Exact and Approximate Algorithms for the Optimization of Area and Delay in Multiple Constant Multiplications

• Published in: IEEE transactions on computer-aided design of integrated circuits and systems Vol. 27; no. 6; pp. 1013 - 1026
• Main Authors: Aksoy, L., da Costa, E., Flores, P., Monteiro, J.
• Format: Journal Article
• Language: English
• Published: New York IEEE 01.06.2008; The Institute of Electrical and Electronics Engineers, Inc. (IEEE)

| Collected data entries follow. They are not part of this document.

/// The vendor API paths this client talks to
///
/// All of them are `POST` with a JSON body and the signed `X-Zc-*` envelope.
#[derive(Debug, Clone, Copy, PartialEq, Eq, Hash)]
pub enum Endpoint {
    /// Exchange a login name and password for session credentials
    Login,

    /// Appliance catalog for the account's market
    SyncContent,

    /// Devices bound to the account
    ListDevices,

    /// Full status of one device
    QueryDeviceInfo,

    /// Power, fan mode and light commands
    ControlDevice,
}

impl Endpoint {
    /// Get the API-relative path for this endpoint
    pub fn path(&self) -> &'static str {
        match self {
            Endpoint::Login => "/SEBService/v1/dcp-login",
            Endpoint::SyncContent => "/SEBService/v1/dcp-syncContent",
            Endpoint::ListDevices => "/zc-bind/v1/listDevicesExt",
            Endpoint::QueryDeviceInfo => "/SEBService/v1/queryDeviceInfo",
            Endpoint::ControlDevice => "/SEBService/v1/controlDeviceInfo",
        }
    }

    pub fn name(&self) -> &'static str {
        match self {
            Endpoint::Login => "Login",
            Endpoint::SyncContent => "SyncContent",
            Endpoint::ListDevices => "ListDevices",
            Endpoint::QueryDeviceInfo => "QueryDeviceInfo",
            Endpoint::ControlDevice => "ControlDevice",
        }
    }
}

#[cfg(test)]
mod tests {
    use super::*;

    #[test]
    fn test_endpoint_paths() {
        assert_eq!(Endpoint::Login.path(), "/SEBService/v1/dcp-login");
        assert_eq!(Endpoint::SyncContent.path(), "/SEBService/v1/dcp-syncContent");
        assert_eq!(Endpoint::ListDevices.path(), "/zc-bind/v1/listDevicesExt");
        assert_eq!(Endpoint::QueryDeviceInfo.path(), "/SEBService/v1/queryDeviceInfo");
        assert_eq!(Endpoint::ControlDevice.path(), "/SEBService/v1/controlDeviceInfo");
    }

    #[test]
    fn test_endpoint_names() {
        assert_eq!(Endpoint::ControlDevice.name(), "ControlDevice");
    }
}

• Subjects: Algorithm design and analysis; Algorithms; Approximation; Approximation algorithms; Canonical signed digit (CSD); common subexpression elimination (CSE); Constraint optimization; Delay; delay constraints; Digital filters; Digital signal processing; Exact solutions; Fast Fourier transforms; Finite impulse response filter; Integer linear programming; Mathematical analysis; Mathematical models; minimal signed digit (MSD); multiple constant multiplications (MCMs); Networks; pseudo-Boolean optimization (PBO); Signal processing algorithms; Solvers; Studies
• ISSN: 0278-0070; 1937-4151
• DOI: 10.1109/TCAD.2008.923242

The main contribution of this paper is an exact common subexpression elimination algorithm for the optimum sharing of partial terms in multiple constant multiplications (MCMs). We model this problem as a Boolean network that covers all possible partial terms that may be used to generate the set of coefficients in the MCM instance. We cast this problem into a 0-1 integer linear programming (ILP) by requiring that the single output of this network is asserted while minimizing the number of gates representing operations in the MCM implementation that evaluate to one. A satisfiability (SAT)-based 0-1 ILP solver is used to obtain the exact solution. We argue that for many real problems, the size of the problem is within the capabilities of current SAT solvers. Because performance is often a primary design parameter, we describe how this algorithm can be modified to target the minimum area solution under a user-specified delay constraint. Additionally, we propose an approximate algorithm based on the exact approach with extremely competitive results. We have applied these algorithms on the design of digital filters and present a comprehensive set of results that evaluate ours and existing approximation schemes against exact solutions under different number representations and using different SAT solvers.